=== Begin Enclosure ===

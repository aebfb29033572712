//! # Custos Crypto
//!
//! Primitives consumed by the Custos codecs.
//!
//! This crate never implements cipher or digest math. It wraps the RustCrypto
//! implementations behind narrow, string-addressed interfaces:
//! - Block ciphers and modes of operation ([`CipherProvider`])
//! - Message digests ([`DigestProvider`])
//! - Block padding schemes ([`Padding`])
//! - Secure random bytes ([`RandomBytesSource`])

#![forbid(unsafe_code)]
#![warn(missing_docs)]

pub mod cipher;
pub mod digest;
pub mod error;
pub mod padding;
pub mod random;

pub use crate::cipher::{CipherModule, CipherProvider, NativeCipherProvider};
pub use crate::digest::{DigestProvider, NativeDigestProvider};
pub use error::CryptoError;
pub use padding::Padding;
pub use random::{OsRandomSource, RandomBytesSource};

=== End Enclosure ===

YOUR OBJECTIVE
Take the line containing "pub use padding::Padding;" and each line after it up to the last line of the listing, and print them exactly.

ANSWER FOR THE TASK
pub use padding::Padding;
pub use random::{OsRandomSource, RandomBytesSource};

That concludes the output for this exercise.